In 2019-20 and 2020-21, Fresno Unified counted some of its teachers in the “other” category, rather than the teacher category, when they reported annual certificated staff counts to the California Department of Education, according to an EdSource analysis of the data.
The data was reported correctly in 2021-22, which made it seem as if the district had significantly increased the number of teachers it had employed, when it had not.
This cuts in half the number of teachers that the CDE reported the state added between 2020 and 2024. Instead of the 3,000 new teaching positions the department lauded as positive news following the pandemic, about 1,500 new teaching positions were actually added statewide.
Fresno Unified actually had 3,687 teachers in 2019-20 and 3,679 teachers working in the district in 2020-21, according to Tarandeep Johal, a human resources analyst with the district. The district reported 2,115 and 2,202 full-time equivalent teaching positions to the state during those years.
The state records the number of teachers by full-time equivalents, or FTE, which is the number of full-time teachers, plus the number of part-time teachers who add up to a full-time employee.
It’s difficult to determine the exact number of teaching positions that were in error. Fresno Unified provided EdSource with the number of teachers it employed in those years and not the number of FTEs, which is how the state requires districts to report data.
According to a district spokesperson, Fresno Unified does not have access to the original FTE data that was submitted to the state.
Fresno Unified staff caught another error they made in 2019-20 and 2020-21, and contacted CDE staff. It had incorrectly reported graduation rates. The CDE didn’t correct the data, although it added a disclaimer to its DataQuest website, which offers school data to the public.
“Unfortunately, CDE does not have the ability to change what’s already been reported,” Johal said in an email. “We believe that during those same years (2019-2020 and 2020-2021), the total number of teachers reported during the Fall 2 reporting period was also incorrect; however it was not surfaced.”
CDE officials did not agree to an interview for this story but submitted a statement instead. The statement explained that California’s Longitudinal Pupil Achievement Data System includes a process for the district to review data before it is submitted. Districts then have several months to review, correct and certify their data.

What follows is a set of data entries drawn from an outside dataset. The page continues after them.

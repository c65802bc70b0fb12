//! Taxonomy, media and user providers.

use async_trait::async_trait;
use chrono::Utc;
use shopfront_core::{
    Category, CategoryId, CategoryUpdate, MediaId, MediaItem, MediaItemUpdate, NewCategory,
    NewMediaItem, NewProductType, NewSubcategory, NewUserProfile, ProductType, ProductTypeId,
    ProductTypeUpdate, ShopResult, Subcategory, SubcategoryId, SubcategoryUpdate, UserId,
    UserProfile, UserProfileUpdate, Validate,
};
use shopfront_storage::{
    CategoryFamily, MediaFamily, ProductTypeFamily, RowSource, RowUpdater, RowWriter,
    SubcategoryFamily, UserFamily,
};

use crate::db::{
    category_from_row, media_from_row, product_type_from_row, subcategory_from_row, user_from_row,
    DbClient,
};
use crate::error::DbError;

// ============================================================================
// CATEGORIES
// ============================================================================

#[async_trait]
impl RowSource<CategoryFamily> for DbClient {
    async fn count(&self, _scope: &()) -> ShopResult<u64> {
        Ok(self.count_where("SELECT count(*) FROM categories", &[]).await?)
    }

    async fn scan(&self, _scope: &()) -> ShopResult<Vec<Category>> {
        let conn = self.get_conn().await?;
        let rows = conn
            .query(concat!("SELECT ", category_columns!(), " FROM categories"), &[])
            .await
            .map_err(DbError::from)?;
        Ok(rows.iter().map(category_from_row).collect())
    }

    async fn get(&self, id: &CategoryId) -> ShopResult<Option<Category>> {
        let conn = self.get_conn().await?;
        let row = conn
            .query_opt(
                concat!("SELECT ", category_columns!(), " FROM categories WHERE id = $1"),
                &[&id.0],
            )
            .await
            .map_err(DbError::from)?;
        Ok(row.as_ref().map(category_from_row))
    }
}

#[async_trait]
impl RowWriter<CategoryFamily> for DbClient {
    type Create = NewCategory;

    async fn create(&self, input: NewCategory) -> ShopResult<Category> {
        input.validate()?;
        let conn = self.get_conn().await?;
        let now = Utc::now();
        let row = conn
            .query_one(
                concat!(
                    "INSERT INTO categories (id, name, slug, description, created_at, updated_at) \
                     VALUES ($1, $2, $3, $4, $5, $5) RETURNING ",
                    category_columns!()
                ),
                &[&CategoryId::generate().0, &input.name, &input.slug, &input.description, &now],
            )
            .await
            .map_err(DbError::from)?;
        Ok(category_from_row(&row))
    }

    async fn delete(&self, id: &CategoryId) -> ShopResult<bool> {
        let conn = self.get_conn().await?;
        let deleted = conn
            .execute("DELETE FROM categories WHERE id = $1", &[&id.0])
            .await
            .map_err(DbError::from)?;
        Ok(deleted > 0)
    }
}

#[async_trait]
impl RowUpdater<CategoryFamily> for DbClient {
    type Update = CategoryUpdate;

    async fn update(&self, id: &CategoryId, patch: CategoryUpdate) -> ShopResult<Option<Category>> {
        patch.validate()?;
        let conn = self.get_conn().await?;
        let row = conn
            .query_opt(
                concat!(
                    "UPDATE categories SET \
                       name = COALESCE($2, name), \
                       slug = COALESCE($3, slug), \
                       description = CASE WHEN $4 THEN $5 ELSE description END, \
                       updated_at = $6 \
                     WHERE id = $1 RETURNING ",
                    category_columns!()
                ),
                &[
                    &id.0,
                    &patch.name,
                    &patch.slug,
                    &patch.description.is_some(),
                    &patch.description.flatten(),
                    &Utc::now(),
                ],
            )
            .await
            .map_err(DbError::from)?;
        Ok(row.as_ref().map(category_from_row))
    }
}

// ============================================================================
// SUBCATEGORIES
// ============================================================================

#[async_trait]
impl RowSource<SubcategoryFamily> for DbClient {
    async fn count(&self, _scope: &()) -> ShopResult<u64> {
        Ok(self.count_where("SELECT count(*) FROM subcategories", &[]).await?)
    }

    async fn scan(&self, _scope: &()) -> ShopResult<Vec<Subcategory>> {
        let conn = self.get_conn().await?;
        let rows = conn
            .query(concat!("SELECT ", subcategory_columns!(), " FROM subcategories"), &[])
            .await
            .map_err(DbError::from)?;
        Ok(rows.iter().map(subcategory_from_row).collect())
    }

    async fn get(&self, id: &SubcategoryId) -> ShopResult<Option<Subcategory>> {
        let conn = self.get_conn().await?;
        let row = conn
            .query_opt(
                concat!("SELECT ", subcategory_columns!(), " FROM subcategories WHERE id = $1"),
                &[&id.0],
            )
            .await
            .map_err(DbError::from)?;
        Ok(row.as_ref().map(subcategory_from_row))
    }
}

#[async_trait]
impl RowWriter<SubcategoryFamily> for DbClient {
    type Create = NewSubcategory;

    async fn create(&self, input: NewSubcategory) -> ShopResult<Subcategory> {
        input.validate()?;
        let conn = self.get_conn().await?;
        let now = Utc::now();
        let row = conn
            .query_one(
                concat!(
                    "INSERT INTO subcategories \
                       (id, category_id, name, slug, created_at, updated_at) \
                     VALUES ($1, $2, $3, $4, $5, $5) RETURNING ",
                    subcategory_columns!()
                ),
                &[
                    &SubcategoryId::generate().0,
                    &input.category_id.0,
                    &input.name,
                    &input.slug,
                    &now,
                ],
            )
            .await
            .map_err(DbError::from)?;
        Ok(subcategory_from_row(&row))
    }

    async fn delete(&self, id: &SubcategoryId) -> ShopResult<bool> {
        let conn = self.get_conn().await?;
        let deleted = conn
            .execute("DELETE FROM subcategories WHERE id = $1", &[&id.0])
            .await
            .map_err(DbError::from)?;
        Ok(deleted > 0)
    }
}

The CDE also conducts data quality reviews of district submissions, the statement said. It did not explain why CDE staff did not catch the mistake during those reviews.
Once the data is certified by the school district, it is not changed, according to the CDE. Instead, a notation is put on the data in DataQuest reports. As of Tuesday, the CDE had not added a notification to the downloadable files used by researchers.
“The CDE is reviewing current CALPADS data validations to determine if additional system validations are needed to assist LEAs (Local Education Agency) and further ensure good data quality,” the statement said.
Black Educator Advocates Network Executive Director Jalisa Evans is disappointed that the Fresno Unified data is in error. Her organization saw the increase in the number of teachers in that district as a bright spot, something to attempt to replicate in other districts.
Now, she’s questioning the veracity of the rest of the state teacher data.
“We’ve already started beginning conversations on that data, and if I wouldn’t have known from you that that data was incorrect, we would’ve proceeded,” Evans said. “And so I begin to question, are we having conversations around the right data?”